Dr Lowe said that it was now commonly accepted that house prices and debt levels mattered in the debate about financial stability.
“What people typically have in mind is that a severe correction in property prices when balance sheets are highly leveraged could make for instability in the banking system, damaging the economy,” he said.
But Dr Lowe said this was not in fact the focus of the RBA as it considered risks to the economy from housing debt, if the property market turned south.
Australian banks, he said, were “resilient and soundly capitalised” meaning they would suffer a drop in profitability but would not collapse.
“Instead, the issue we have focused on is the possibility of future sharp cuts in household spending because of stretched balance sheets,” he said.
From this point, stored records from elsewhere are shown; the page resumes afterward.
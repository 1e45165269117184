//! Verification Verdicts

use crate::cell::Cell;
use crate::failure::{Field, Violation};
use std::fmt;

/// Categorical outcome reported by a model checker
#[derive(Debug, Clone, Copy, PartialEq, Eq, Hash)]
pub enum Verdict {
    /// Property proved
    Unsat,
    /// Counterexample found
    Sat,
    /// Property reduced to a combinational check
    Comb,
    /// Tool gave up on its own internal limit
    Timeout,
}

impl Verdict {
    /// Column text of the verdict
    pub fn as_str(self) -> &'static str {
        match self {
            Verdict::Unsat => "UNSAT",
            Verdict::Sat => "SAT",
            Verdict::Comb => "COMB",
            Verdict::Timeout => "TIMEOUT",
        }
    }

    pub(crate) fn code(self) -> &'static str {
        match self {
            Verdict::Unsat => "unsat",
            Verdict::Sat => "sat",
            Verdict::Comb => "comb",
            Verdict::Timeout => "timeout",
        }
    }
}

impl fmt::Display for Verdict {
    fn fmt(&self, f: &mut fmt::Formatter<'_>) -> fmt::Result {
        f.write_str(self.as_str())
    }
}

impl From<Verdict> for Cell {
    fn from(verdict: Verdict) -> Self {
        Cell::text(verdict.as_str())
    }
}

/// Single-assignment holder for the verdict of one log.
///
/// All verdict markers of a parser share this slot, so two markers in the
/// same log are always a conflict no matter which ones they are.
#[derive(Debug, Default)]
pub struct VerdictSlot(Option<Verdict>);

impl VerdictSlot {
    /// Record a verdict, rejecting any second assignment
    pub fn assign(&mut self, incoming: Verdict) -> Result<(), Violation> {
        match self.0 {
            Some(held) => Err(Violation::VerdictConflict { held, incoming }),
            None => {
                self.0 = Some(incoming);
                Ok(())
            }
        }
    }

    /// The recorded verdict, or a missing-verdict violation
    pub fn require(&self) -> Result<Verdict, Violation> {
        self.0.ok_or(Violation::Missing(Field::Verdict))
    }
}
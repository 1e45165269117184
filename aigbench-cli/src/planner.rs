//! Case Planner
//!
//! Builds the case list of a run from the input directory.
//!
//! Filtering options:
//! - Filename suffix (plain `ends_with`, the extension is kept in the case id)
//! - Regex pattern matching on the case id
//!
//! Ordering: Cases are sorted by id so planning output is deterministic.

use crate::config::ConfigError;
use regex::Regex;
use std::path::Path;

/// Cases selected for a run
#[derive(Debug, Clone, Default, PartialEq, Eq)]
pub struct CasePlan {
    /// Ordered case ids
    pub cases: Vec<String>,
}

impl CasePlan {
    /// Number of cases
    pub fn len(&self) -> usize {
        self.cases.len()
    }

    /// Whether no case was selected
    pub fn is_empty(&self) -> bool {
        self.cases.is_empty()
    }
}

/// Build a plan from candidate filenames
pub fn build_plan<I, S>(names: I, suffix: &str, filter: Option<&Regex>) -> CasePlan
where
    I: IntoIterator<Item = S>,
    S: Into<String>,
{
    let mut cases: Vec<String> = names
        .into_iter()
        .map(Into::into)
        .filter(|name| name.ends_with(suffix))
        .filter(|name| filter.is_none_or(|re| re.is_match(name)))
        .collect();

    cases.sort();
    cases.dedup();

    CasePlan { cases }
}

/// List regular files of `dir` and plan them
pub fn discover_cases(
    dir: &Path,
    suffix: &str,
    filter: Option<&Regex>,
) -> Result<CasePlan, ConfigError> {
    let io_err = |source: std::io::Error| ConfigError::InputDirectory {
        path: dir.to_path_buf(),
        source,
    };

    let mut names = Vec::new();
    for entry in std::fs::read_dir(dir).map_err(io_err)? {
        let entry = entry.map_err(io_err)?;
        if !entry.path().is_file() {
            continue;
        }
        match entry.file_name().into_string() {
            Ok(name) => names.push(name),
            Err(raw) => tracing::warn!("Skipping non UTF-8 filename {:?}", raw),
        }
    }

    let plan = build_plan(names, suffix, filter);
    tracing::debug!("Planned {} case(s) from {}", plan.len(), dir.display());
    Ok(plan)
}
Reserve Bank of Australia governor Philip Lowe has warned of rising house prices. Photo: Pat Scala
“Given the high levels of debt and housing prices, relative to incomes, it is likely that some households respond to a future shock to income or housing prices by deciding that they have borrowed too much.
“This could prompt a sharp contraction in their spending, as they try to get their balance sheets back into better shape. An otherwise manageable downturn could be turned into something more serious. So the financial stability question is: to what extent does the higher level of household debt make us less resilient to future shocks?”
Dr Lowe said that was a difficult question to answer, given house prices and accompanying debt were both at record levels.
He noted that households appeared less likely than in the past to use the equity in their homes to plough more money into housing.
“Households are much less inclined to do this. Many of us feel that we have enough debt and don’t want to increase consumption using borrowed money.
“Many also worry about the impact of higher housing prices on the future cost of housing for their children.
“This change in attitude is also affecting how spending responds to lower interest rates. With less appetite to incur more debt for current consumption, this part of the monetary transmission mechanism looks to be weaker than it once was.
“There is, however, likely to be an asymmetry here. When the interest rate cycle turns and rates begin to rise, the higher debt levels are likely to make spending more responsive to interest rates than was the case in the past. This is something that we will need to take into account.”
Dr Lowe also predicted that the heat could come out of the property market as supply of houses gradually matched demand, transport links opened up new areas for development and, eventually, as interest rates increased.
On Wednesday, Investment bank Citi released research predicting a 7 per cent fall in house prices over the next 18 months.
In response to Dr Lowe’s speech the bank’s analysts said it was “concerning” to see the RBA’s data that households tend to have “very large” saving buffers or “very marginal buffers”.
The proportion of households with less than one month’s savings made up more than 30 per cent of loans.
Commonwealth Bank economists tipped Dr Lowe was sending a message to the federal government when in the question-and-answer section of his talk he said: “you don’t fix [housing] affordability by boosting demand”.